╭─ RECORDED INFORMATION

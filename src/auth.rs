// Copyright (c) 2025 ADBC Drivers Contributors
//
// Licensed under the Apache License, Version 2.0 (the "License");
// you may not use this file except in compliance with the License.
// You may obtain a copy of the License at
//
//     http://www.apache.org/licenses/LICENSE-2.0
//
// Unless required by applicable law or agreed to in writing, software
// distributed under the License is distributed on an "AS IS" BASIS,
// WITHOUT WARRANTIES OR CONDITIONS OF ANY KIND, either express or implied.
// See the License for the specific language governing permissions and
// limitations under the License.

//! Authentication providers.
//!
//! Authentication is a request decorator: a provider only produces the value
//! of the `Authorization` header attached to coordinator requests. Spooled
//! segment downloads never carry it.

use crate::error::{Error, Result};
use base64::{engine::general_purpose::STANDARD, Engine};
use std::fmt;
use std::sync::Arc;

/// Produces the `Authorization` header value for coordinator requests.
pub trait AuthProvider: Send + Sync + fmt::Debug {
    /// `None` sends no header.
    fn get_auth_header(&self) -> Result<Option<String>>;
}

/// No authentication.
#[derive(Debug, Default)]
pub struct NoAuth;

impl AuthProvider for NoAuth {
    fn get_auth_header(&self) -> Result<Option<String>> {
        Ok(None)
    }
}

/// HTTP basic authentication.
pub struct BasicAuth {
    user: String,
    password: String,
}

impl BasicAuth {
    pub fn new(user: impl Into<String>, password: impl Into<String>) -> Self {
        Self {
            user: user.into(),
            password: password.into(),
        }
    }
}

impl fmt::Debug for BasicAuth {
    fn fmt(&self, f: &mut fmt::Formatter<'_>) -> fmt::Result {
        f.debug_struct("BasicAuth")
            .field("user", &self.user)
            .field("password", &"[REDACTED]")
            .finish()
    }
}

impl AuthProvider for BasicAuth {
    fn get_auth_header(&self) -> Result<Option<String>> {
        let credentials = STANDARD.encode(format!("{}:{}", self.user, self.password));
        Ok(Some(format!("Basic {}", credentials)))
    }
}

/// Bearer token authentication (JWT or other access token).
pub struct AccessToken {
    token: String,
}

impl AccessToken {
    pub fn new(token: impl Into<String>) -> Self {
        Self {
            token: token.into(),
        }
    }
}

impl fmt::Debug for AccessToken {
    fn fmt(&self, f: &mut fmt::Formatter<'_>) -> fmt::Result {
        f.debug_struct("AccessToken")
            .field("token", &"[REDACTED]")
            .finish()
    }
}

impl AuthProvider for AccessToken {
    fn get_auth_header(&self) -> Result<Option<String>> {
        Ok(Some(format!("Bearer {}", self.token)))
    }
}

/// Credentials selected in [`crate::Config`].
#[derive(Clone, Default, PartialEq)]
pub enum Auth {
    #[default]
    None,
    Basic { user: String, password: String },
    AccessToken(String),
}

impl fmt::Debug for Auth {
    fn fmt(&self, f: &mut fmt::Formatter<'_>) -> fmt::Result {
        match self {
            Auth::None => f.write_str("None"),
            Auth::Basic { user, .. } => f
                .debug_struct("Basic")
                .field("user", user)
                .field("password", &"[REDACTED]")
                .finish(),
            Auth::AccessToken(_) => f.write_str("AccessToken([REDACTED])"),
        }
    }
}

impl Auth {
    pub fn validate(&self) -> Result<()> {
        match self {
            Auth::None => Ok(()),
            Auth::Basic { user, .. } if user.is_empty() => {
                Err(Error::config("basic authentication requires a user"))
            }
            Auth::Basic { .. } => Ok(()),
            Auth::AccessToken(token) if token.is_empty() => {
                Err(Error::config("access token must not be empty"))
            }
            Auth::AccessToken(_) => Ok(()),
        }
    }

    /// Build the provider for these credentials.
    pub fn provider(&self) -> Result<Arc<dyn AuthProvider>> {
        self.validate()?;
        Ok(match self {
            Auth::None => Arc::new(NoAuth),
            Auth::Basic { user, password } => Arc::new(BasicAuth::new(user, password)),
            Auth::AccessToken(token) => Arc::new(AccessToken::new(token)),
        })
    }
}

╰─

> _WHAT TO PRODUCE_
Nothing but a number is expected here: how many lines above include the string "requests".

> _ANSWER_
2